Exercise description: Using the listing below, copy exactly the lines from the one containing "pub mod lifecycle;" to the one containing "pub use lifecycle::Lifecycle;", both lines included, and no others.

── Input material ──

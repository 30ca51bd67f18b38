//! Signal adapter stub.
//!
//! The Signal wire protocol (signal-cli JSON-RPC or libsignal directly) is
//! out of scope — see `spec.md` §1, "channel adapters ... deliberately out
//! of scope". This type exists so the rest of the system (registration,
//! `ChannelManager`, config) can be wired against a real `Channel`
//! implementation without a live Signal account. Chat ids follow
//! `signal:dm:<e164>` / `signal:group:<groupId>` per spec §6.

use std::sync::{Arc, Mutex};

use async_trait::async_trait;

use homie_core::OutgoingAction;

use crate::channel::Channel;
use crate::error::ChannelError;
use crate::types::ChannelStatus;

pub struct SignalChannel {
    status: Arc<Mutex<ChannelStatus>>,
}

impl SignalChannel {
    pub fn new() -> Self {
        Self {
            status: Arc::new(Mutex::new(ChannelStatus::Disconnected)),
        }
    }
}

impl Default for SignalChannel {
    fn default() -> Self {
        Self::new()
    }
}

#[async_trait]
impl Channel for SignalChannel {
    fn name(&self) -> &str {
        "signal"
    }

    async fn connect(&mut self) -> Result<(), ChannelError> {
        Err(ChannelError::ConnectionFailed(
            "signal adapter is a stub, no signal-cli transport wired up".into(),
        ))
    }

    async fn disconnect(&mut self) -> Result<(), ChannelError> {
        *self.status.lock().unwrap() = ChannelStatus::Disconnected;
        Ok(())
    }

    async fn send(&self, _chat_id: &str, _action: &OutgoingAction) -> Result<(), ChannelError> {
        Err(ChannelError::SendFailed("signal adapter is a stub".into()))
    }

    fn status(&self) -> ChannelStatus {
        self.status.lock().unwrap().clone()
    }
}
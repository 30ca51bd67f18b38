use serde::{Deserialize, Serialize};

/// Role of a single row in a chat's message log. `System` rows are only
/// ever produced by [`crate::manager::SessionStore::compact_if_needed`] —
/// the turn engine treats them as the only trusted system-role content.
#[derive(Debug, Clone, Copy, PartialEq, Eq, Serialize, Deserialize)]
#[serde(rename_all = "snake_case")]
pub enum Role {
    User,
    Assistant,
    System,
}

impl Role {
    pub fn as_str(&self) -> &'static str {
        match self {
            Role::User => "user",
            Role::Assistant => "assistant",
            Role::System => "system",
        }
    }

    pub fn parse(s: &str) -> Self {
        match s {
            "assistant" => Role::Assistant,
            "system" => Role::System,
            _ => Role::User,
        }
    }
}

/// A single persisted row of a chat's append-only message log.
#[derive(Debug, Clone, Serialize, Deserialize)]
pub struct SessionMessage {
    pub id: i64,
    pub chat_id: String,
    pub role: Role,
    pub content: String,
    pub created_at_ms: i64,
}

/// A row to be appended. `created_at_ms` is supplied by the caller (not
/// taken from wall-clock inside the store) so tests can control ordering.
#[derive(Debug, Clone)]
pub struct NewMessage {
    pub chat_id: String,
    pub role: Role,
    pub content: String,
    pub created_at_ms: i64,
}

pub const SUMMARY_HEADER: &str = "=== CONVERSATION SUMMARY ===";
pub const PERSONA_REMINDER_HEADER: &str = "=== PERSONA REMINDER ===";
use thiserror::Error;

#[derive(Debug, Error)]
pub enum SessionError {
    #[error("database error: {0}")]
    Database(#[from] rusqlite::Error),

    #[error("summarizer returned no summary")]
    EmptySummary,
}

pub type Result<T> = std::result::Result<T, SessionError>;
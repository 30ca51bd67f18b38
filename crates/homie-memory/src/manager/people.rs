use rusqlite::{params, OptionalExtension};
use tracing::instrument;

use crate::error::Result;
use crate::types::{ObservationCounters, Person, TrustTier};

use super::MemoryStore;

impl MemoryStore {
    /// Idempotent on `(channel, channel_user_id)` — first call creates the
    /// row, later calls just return the existing one.
    #[instrument(skip(self), fields(channel, channel_user_id))]
    pub fn track_person(
        &self,
        channel: &str,
        channel_user_id: &str,
        display_name: Option<&str>,
        now_ms: i64,
    ) -> Result<Person> {
        let id = Person::person_id(channel, channel_user_id);
        let db = self.db.lock().unwrap();
        db.execute(
            "INSERT INTO people (id, display_name, channel, channel_user_id, created_at_ms, updated_at_ms)
             VALUES (?1, ?2, ?3, ?4, ?5, ?5)
             ON CONFLICT(id) DO NOTHING",
            params![id, display_name, channel, channel_user_id, now_ms],
        )?;
        row_to_person(&db, &id)?.ok_or_else(|| {
            crate::error::MemoryError::PersonNotFound(id.clone())
        })
    }

    #[instrument(skip(self))]
    pub fn get_person(&self, id: &str) -> Result<Option<Person>> {
        let db = self.db.lock().unwrap();
        row_to_person(&db, id)
    }

    /// Relationship score is monotone — a lower incoming value is ignored.
    #[instrument(skip(self), fields(id, score))]
    pub fn update_relationship_score(&self, id: &str, score: f64, now_ms: i64) -> Result<()> {
        let db = self.db.lock().unwrap();
        db.execute(
            "UPDATE people SET relationship_score = MAX(relationship_score, ?1), updated_at_ms = ?2
             WHERE id = ?3",
            params![score, now_ms, id],
        )?;
        Ok(())
    }

    pub fn set_trust_tier_override(&self, id: &str, tier: Option<TrustTier>, now_ms: i64) -> Result<()> {
        let db = self.db.lock().unwrap();
        db.execute(
            "UPDATE people SET trust_tier_override = ?1, updated_at_ms = ?2 WHERE id = ?3",
            params![tier.map(|t| t.as_str()), now_ms, id],
        )?;
        Ok(())
    }

    pub fn set_capsule(&self, id: &str, capsule: &str, now_ms: i64) -> Result<()> {
        let db = self.db.lock().unwrap();
        db.execute(
            "UPDATE people SET capsule = ?1, updated_at_ms = ?2 WHERE id = ?3",
            params![capsule, now_ms, id],
        )?;
        Ok(())
    }

    pub fn set_public_style_capsule(&self, id: &str, capsule: &str, now_ms: i64) -> Result<()> {
        let db = self.db.lock().unwrap();
        db.execute(
            "UPDATE people SET public_style_capsule = ?1, updated_at_ms = ?2 WHERE id = ?3",
            params![capsule, now_ms, id],
        )?;
        Ok(())
    }

    /// Roll one more observed turn into the running averages. `reply_len` /
    /// `user_len` are character counts of the assistant reply and the
    /// triggering user message, respectively.
    #[instrument(skip(self), fields(id))]
    pub fn record_observation(
        &self,
        id: &str,
        reply_len: usize,
        user_len: usize,
        local_hour: u32,
        now_ms: i64,
    ) -> Result<()> {
        let db = self.db.lock().unwrap();
        let Some(mut person) = row_to_person(&db, id)? else {
            return Err(crate::error::MemoryError::PersonNotFound(id.to_string()));
        };

        let n = person.counters.sample_count as f64;
        let new_n = n + 1.0;
        person.counters.avg_reply_len = (person.counters.avg_reply_len * n + reply_len as f64) / new_n;
        person.counters.avg_user_len = (person.counters.avg_user_len * n + user_len as f64) / new_n;
        person.counters.sample_count += 1;
        person.counters.conversation_count += 1;
        person.counters.active_hours_bitmask |= 1i64 << (local_hour.min(23));

        db.execute(
            "UPDATE people SET avg_reply_len = ?1, avg_user_len = ?2, active_hours_bitmask = ?3,
             conversation_count = ?4, sample_count = ?5, updated_at_ms = ?6
             WHERE id = ?7",
            params![
                person.counters.avg_reply_len,
                person.counters.avg_user_len,
                person.counters.active_hours_bitmask,
                person.counters.conversation_count,
                person.counters.sample_count,
                now_ms,
                id
            ],
        )?;
        Ok(())
    }

    /// Cascades to facts, lessons, and this person's dirty-style-queue row.
    /// Episodes are retained — chat history is not rewritten by a forget.
    #[instrument(skip(self))]
    pub fn delete_person(&self, id: &str) -> Result<()> {
        let mut db = self.db.lock().unwrap();
        let tx = db.transaction()?;
        tx.execute("DELETE FROM facts WHERE person_id = ?1", params![id])?;
        tx.execute("DELETE FROM lessons WHERE person_id = ?1", params![id])?;
        tx.execute("DELETE FROM public_style_dirty WHERE person_id = ?1", params![id])?;
        tx.execute("DELETE FROM people WHERE id = ?1", params![id])?;
        tx.commit()?;
        Ok(())
    }
}

pub(crate) fn row_to_person(
    db: &rusqlite::Connection,
    id: &str,
) -> Result<Option<Person>> {
    let person = db
        .query_row(
            "SELECT id, display_name, channel, channel_user_id, relationship_score,
                    trust_tier_override, capsule, public_style_capsule,
                    avg_reply_len, avg_user_len, active_hours_bitmask,
                    conversation_count, sample_count, created_at_ms, updated_at_ms
             FROM people WHERE id = ?1",
            params![id],
            |row| {
                let tier_str: Option<String> = row.get(5)?;
                Ok(Person {
                    id: row.get(0)?,
                    display_name: row.get(1)?,
                    channel: row.get(2)?,
                    channel_user_id: row.get(3)?,
                    relationship_score: row.get(4)?,
                    trust_tier_override: tier_str.and_then(|s| TrustTier::parse(&s)),
                    capsule: row.get(6)?,
                    public_style_capsule: row.get(7)?,
                    counters: ObservationCounters {
                        avg_reply_len: row.get(8)?,
                        avg_user_len: row.get(9)?,
                        active_hours_bitmask: row.get(10)?,
                        conversation_count: row.get(11)?,
                        sample_count: row.get(12)?,
                    },
                    created_at_ms: row.get(13)?,
                    updated_at_ms: row.get(14)?,
                })
            },
        )
        .optional()?;
    Ok(person)
}

#[cfg(test)]
mod tests {
    use rusqlite::Connection;

    use super::*;

    fn open() -> MemoryStore {
        let conn = Connection::open_in_memory().unwrap();
        crate::db::init_db(&conn).unwrap();
        MemoryStore::new(conn)
    }

    #[test]
    fn track_person_is_idempotent() {
        let store = open();
        let a = store.track_person("cli", "u1", Some("Ada"), 100).unwrap();
        let b = store.track_person("cli", "u1", Some("ignored name"), 200).unwrap();
        assert_eq!(a.id, b.id);
        assert_eq!(b.display_name.as_deref(), Some("Ada"));
    }

    #[test]
    fn relationship_score_never_decreases() {
        let store = open();
        let p = store.track_person("cli", "u1", None, 100).unwrap();
        store.update_relationship_score(&p.id, 0.6, 200).unwrap();
        store.update_relationship_score(&p.id, 0.2, 300).unwrap();
        let reloaded = store.get_person(&p.id).unwrap().unwrap();
        assert_eq!(reloaded.relationship_score, 0.6);
    }

    #[test]
    fn delete_person_retains_episodes() {
        let store = open();
        let p = store.track_person("cli", "u1", None, 100).unwrap();
        store
            .add_fact(Some(&p.id), "food", "likes pizza", crate::types::FactCategory::Preference, None, 100)
            .unwrap();
        store
            .add_episode("cli:u1", Some(&p.id), false, "USER: hi\nFRIEND: hey", 100)
            .unwrap();

        store.delete_person(&p.id).unwrap();

        assert!(store.get_person(&p.id).unwrap().is_none());
        let facts = store.hybrid_search_facts("pizza", 10, &Default::default(), None).unwrap();
        assert!(facts.is_empty());
        let episodes = store.hybrid_search_episodes("hi", 10, &Default::default(), None).unwrap();
        assert_eq!(episodes.len(), 1);
    }
}
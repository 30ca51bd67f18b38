use std::sync::Mutex;

use rusqlite::{params, Connection};
use tracing::instrument;

use crate::error::Result;
use crate::types::{MessageType, NewSend, OutboundRow};

/// Records every message the agent sends, independent of channel, so the
/// feedback tracker and the proactive scheduler can both read off it
/// without coupling to `SessionStore` or a specific channel adapter.
pub struct OutboundLedger {
    db: Mutex<Connection>,
}

impl OutboundLedger {
    pub fn new(conn: Connection) -> Self {
        Self {
            db: Mutex::new(conn),
        }
    }

    #[instrument(skip(self, send), fields(chat_id = %send.chat_id, message_type = ?send.message_type))]
    pub fn record_send(&self, send: NewSend) -> Result<i64> {
        let db = self.db.lock().unwrap();
        db.execute(
            "INSERT INTO outbound_ledger
             (chat_id, ref_key, text, sent_at_ms, is_group, primary_channel_user_id,
              person_id, message_type)
             VALUES (?1, ?2, ?3, ?4, ?5, ?6, ?7, ?8)",
            params![
                send.chat_id,
                send.ref_key,
                send.text,
                send.sent_at_ms,
                send.is_group as i64,
                send.primary_channel_user_id,
                send.person_id,
                send.message_type.as_str(),
            ],
        )?;
        Ok(db.last_insert_rowid())
    }

    /// Marks the nearest preceding unanswered row from `chat_id` as
    /// `got_reply = true`. When `ref_key` is supplied it narrows the match
    /// to that exact send; otherwise the most recent unanswered send in
    /// the chat is used.
    #[instrument(skip(self), fields(chat_id, ref_key, timestamp_ms))]
    pub fn on_incoming_reply(&self, chat_id: &str, ref_key: Option<&str>, timestamp_ms: i64) -> Result<bool> {
        let db = self.db.lock().unwrap();
        let id: Option<i64> = match ref_key {
            Some(key) => db
                .query_row(
                    "SELECT id FROM outbound_ledger
                     WHERE chat_id = ?1 AND ref_key = ?2 AND sent_at_ms <= ?3
                     ORDER BY sent_at_ms DESC LIMIT 1",
                    params![chat_id, key, timestamp_ms],
                    |r| r.get(0),
                )
                .ok(),
            None => db
                .query_row(
                    "SELECT id FROM outbound_ledger
                     WHERE chat_id = ?1 AND got_reply = 0 AND sent_at_ms <= ?2
                     ORDER BY sent_at_ms DESC LIMIT 1",
                    params![chat_id, timestamp_ms],
                    |r| r.get(0),
                )
                .ok(),
        };

        match id {
            Some(id) => {
                db.execute("UPDATE outbound_ledger SET got_reply = 1 WHERE id = ?1", params![id])?;
                Ok(true)
            }
            None => Ok(false),
        }
    }

    /// Candidate sends for a follow-up: unanswered, within the window,
    /// newest first.
    #[instrument(skip(self), fields(min_sent_at_ms, max_sent_at_ms, limit))]
    pub fn list_unanswered_in_window(
        &self,
        min_sent_at_ms: i64,
        max_sent_at_ms: i64,
        limit: usize,
    ) -> Result<Vec<OutboundRow>> {
        let db = self.db.lock().unwrap();
        let mut stmt = db.prepare(
            "SELECT id, chat_id, ref_key, text, sent_at_ms, is_group, primary_channel_user_id,
                    person_id, message_type, got_reply, refinement, lesson_logged
             FROM outbound_ledger
             WHERE got_reply = 0 AND sent_at_ms BETWEEN ?1 AND ?2
             ORDER BY sent_at_ms DESC
             LIMIT ?3",
        )?;
        let rows = stmt.query_map(params![min_sent_at_ms, max_sent_at_ms, limit as i64], row_to_outbound)?;
        Ok(rows.filter_map(|r| r.ok()).collect())
    }

    /// Per-chat count of unanswered sends within the window — used by the
    /// scheduler's follow-up-candidate gate ("fewer than 2 outstanding").
    pub fn count_unanswered_for_chat(&self, chat_id: &str, min_sent_at_ms: i64, max_sent_at_ms: i64) -> Result<i64> {
        let db = self.db.lock().unwrap();
        db.query_row(
            "SELECT COUNT(*) FROM outbound_ledger
             WHERE chat_id = ?1 AND got_reply = 0 AND sent_at_ms BETWEEN ?2 AND ?3",
            params![chat_id, min_sent_at_ms, max_sent_at_ms],
            |r| r.get(0),
        )
        .map_err(Into::into)
    }

    pub fn mark_refinement(&self, ref_key: &str) -> Result<()> {
        let db = self.db.lock().unwrap();
        db.execute("UPDATE outbound_ledger SET refinement = 1 WHERE ref_key = ?1", params![ref_key])?;
        Ok(())
    }

    pub fn mark_lesson_logged(&self, id: i64) -> Result<()> {
        let db = self.db.lock().unwrap();
        db.execute("UPDATE outbound_ledger SET lesson_logged = 1 WHERE id = ?1", params![id])?;
        Ok(())
    }

    /// Most recent send timestamp for a chat, if any — used by the
    /// heartbeat's per-tier minimum-interval check.
    pub fn last_send_ms_for_chat(&self, chat_id: &str) -> Result<Option<i64>> {
        use rusqlite::OptionalExtension;
        let db = self.db.lock().unwrap();
        Ok(db
            .query_row(
                "SELECT sent_at_ms FROM outbound_ledger WHERE chat_id = ?1 ORDER BY sent_at_ms DESC LIMIT 1",
                params![chat_id],
                |r| r.get(0),
            )
            .optional()?)
    }
}

fn row_to_outbound(row: &rusqlite::Row<'_>) -> rusqlite::Result<OutboundRow> {
    let mt: String = row.get(8)?;
    Ok(OutboundRow {
        id: row.get(0)?,
        chat_id: row.get(1)?,
        ref_key: row.get(2)?,
        text: row.get(3)?,
        sent_at_ms: row.get(4)?,
        is_group: row.get::<_, i64>(5)? != 0,
        primary_channel_user_id: row.get(6)?,
        person_id: row.get(7)?,
        message_type: MessageType::parse(&mt),
        got_reply: row.get::<_, i64>(9)? != 0,
        refinement: row.get::<_, i64>(10)? != 0,
        lesson_logged: row.get::<_, i64>(11)? != 0,
    })
}
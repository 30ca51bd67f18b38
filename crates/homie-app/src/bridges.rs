//! Concrete implementations of the narrow traits the lower crates inject so
//! they never depend upward on `homie-agent`. Wired together once in `main`.

use std::sync::Arc;

use async_trait::async_trait;

use homie_agent::backend::{Backend, BackendRole, CompletionParams, MessageRole};
use homie_agent::BackendMessage;
use homie_behavior::{EngagementGate, RecentMessage};
use homie_extractor::FastModel as ExtractorFastModel;
use homie_memory::{MemoryStore, TrustTier};
use homie_scheduler::TrustResolver;

/// Splits a chat id of the form `<channel>:<rest>` the way every channel
/// adapter in this workspace constructs them (`cli:<slot>`,
/// `signal:dm:<e164>`, `signal:group:<id>`, `tg:<id>`). A `rest` containing
/// `"group"` is treated as a group chat; anything else is assumed to be the
/// remote party's channel user id.
fn split_chat_id(chat_id: &str) -> (&str, &str, bool) {
    let (channel, rest) = chat_id.split_once(':').unwrap_or((chat_id, ""));
    let is_group = rest.contains("group") || rest.starts_with('-');
    (channel, rest, is_group)
}

/// Resolves a chat id to its DM counterpart's trust tier via `homie-memory`.
/// Groups have no single trust tier, so the heartbeat loop never gates a
/// group send on this (see `TrustResolver`'s doc comment).
pub struct MemoryTrustResolver {
    memory: Arc<MemoryStore>,
}

impl MemoryTrustResolver {
    pub fn new(memory: Arc<MemoryStore>) -> Self {
        Self { memory }
    }
}

#[async_trait]
impl TrustResolver for MemoryTrustResolver {
    async fn resolve(&self, chat_id: &str) -> Option<(TrustTier, bool)> {
        let (channel, rest, is_group) = split_chat_id(chat_id);
        if is_group {
            return Some((TrustTier::GettingToKnow, true));
        }
        let person_id = homie_memory::Person::person_id(channel, rest);
        let person = self.memory.get_person(&person_id).ok()??;
        Some((person.trust_tier(), false))
    }
}

/// Drives the group engagement gate through a fast-tier backend
/// completion, asking for a small JSON verdict.
pub struct BackendEngagementGate {
    backend: Arc<dyn Backend>,
}

impl BackendEngagementGate {
    pub fn new(backend: Arc<dyn Backend>) -> Self {
        Self { backend }
    }
}

const ENGAGEMENT_GATE_SYSTEM: &str = "You decide whether a friend who is part of this group chat \
should reply to the latest message, react to it, or stay silent. Respond with exactly one line of \
JSON: {\"action\":\"send\"|\"react\"|\"silence\",\"emoji\":\"<only if react>\",\"reason\":\"<short, optional>\"}.";

#[async_trait]
impl EngagementGate for BackendEngagementGate {
    async fn evaluate(&self, history: &[RecentMessage], incoming_text: &str) -> Option<String> {
        let mut transcript = String::new();
        for m in history {
            transcript.push_str(&format!("{}: {}\n", m.author_id, m.text));
        }
        transcript.push_str(&format!("(latest) {incoming_text}"));

        let params = CompletionParams {
            role: BackendRole::Fast,
            system: ENGAGEMENT_GATE_SYSTEM.to_string(),
            max_steps: 1,
            messages: vec![BackendMessage {
                role: MessageRole::User,
                content: transcript,
            }],
            tools: Vec::new(),
            cancellation: None,
        };

        self.backend.complete(params).await.ok().map(|r| r.text)
    }
}

/// Wraps the same backend for `homie-extractor`'s fact-extraction passes,
/// which only need a plain system/user round trip, not the full turn-engine
/// contract.
pub struct BackendFastModel {
    backend: Arc<dyn Backend>,
}

impl BackendFastModel {
    pub fn new(backend: Arc<dyn Backend>) -> Self {
        Self { backend }
    }
}

#[async_trait]
impl ExtractorFastModel for BackendFastModel {
    async fn complete(&self, system: &str, user: &str) -> Option<String> {
        let params = CompletionParams {
            role: BackendRole::Fast,
            system: system.to_string(),
            max_steps: 1,
            messages: vec![BackendMessage {
                role: MessageRole::User,
                content: user.to_string(),
            }],
            tools: Vec::new(),
            cancellation: None,
        };
        self.backend.complete(params).await.ok().map(|r| r.text)
    }
}

#[cfg(test)]
mod tests {
    use super::*;

    #[test]
    fn splits_dm_chat_id() {
        assert_eq!(split_chat_id("cli:local"), ("cli", "local", false));
    }

    #[test]
    fn recognizes_group_marker() {
        assert_eq!(split_chat_id("signal:group:abc"), ("signal", "group:abc", true));
    }

    #[test]
    fn recognizes_negative_telegram_group_id() {
        assert_eq!(split_chat_id("tg:-10045"), ("tg", "-10045", true));
    }
}
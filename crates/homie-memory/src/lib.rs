pub mod db;
pub mod error;
pub mod manager;
pub mod types;

pub use error::MemoryError;
pub use manager::{MemoryStore, RetrievalWeights};
pub use types::{
    Episode, Fact, FactCategory, GroupCapsule, Lesson, LessonType, ObservationCounters, Person,
    ScoredEpisode, ScoredFact, TrustTier,
};
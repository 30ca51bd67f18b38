pub mod anthropic;
pub mod backend;
pub mod dedupe;
pub mod engine;
pub mod error;
pub mod lifecycle;
pub mod prompt;
pub mod tools;

pub use anthropic::AnthropicBackend;
pub use backend::{
    Backend, BackendError, BackendMessage, BackendRole, CompletionParams, CompletionResult,
    MessageRole, Usage,
};
pub use dedupe::DedupeCache;
pub use engine::{EngineDeliveryHandler, TurnEngine};
pub use error::{AgentError, Result};
pub use lifecycle::Lifecycle;
pub use prompt::{external_data_message, IdentityLoader, PromptBuilder, SessionInfo, SystemPrompt};
pub use tools::{contains_injection_pattern, select_tools, ToolDefinition, ToolTier};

───

Completed exercise:
pub mod lifecycle;
pub mod prompt;
pub mod tools;

pub use anthropic::AnthropicBackend;
pub use backend::{
    Backend, BackendError, BackendMessage, BackendRole, CompletionParams, CompletionResult,
    MessageRole, Usage,
};
pub use dedupe::DedupeCache;
pub use engine::{EngineDeliveryHandler, TurnEngine};
pub use error::{AgentError, Result};
pub use lifecycle::Lifecycle;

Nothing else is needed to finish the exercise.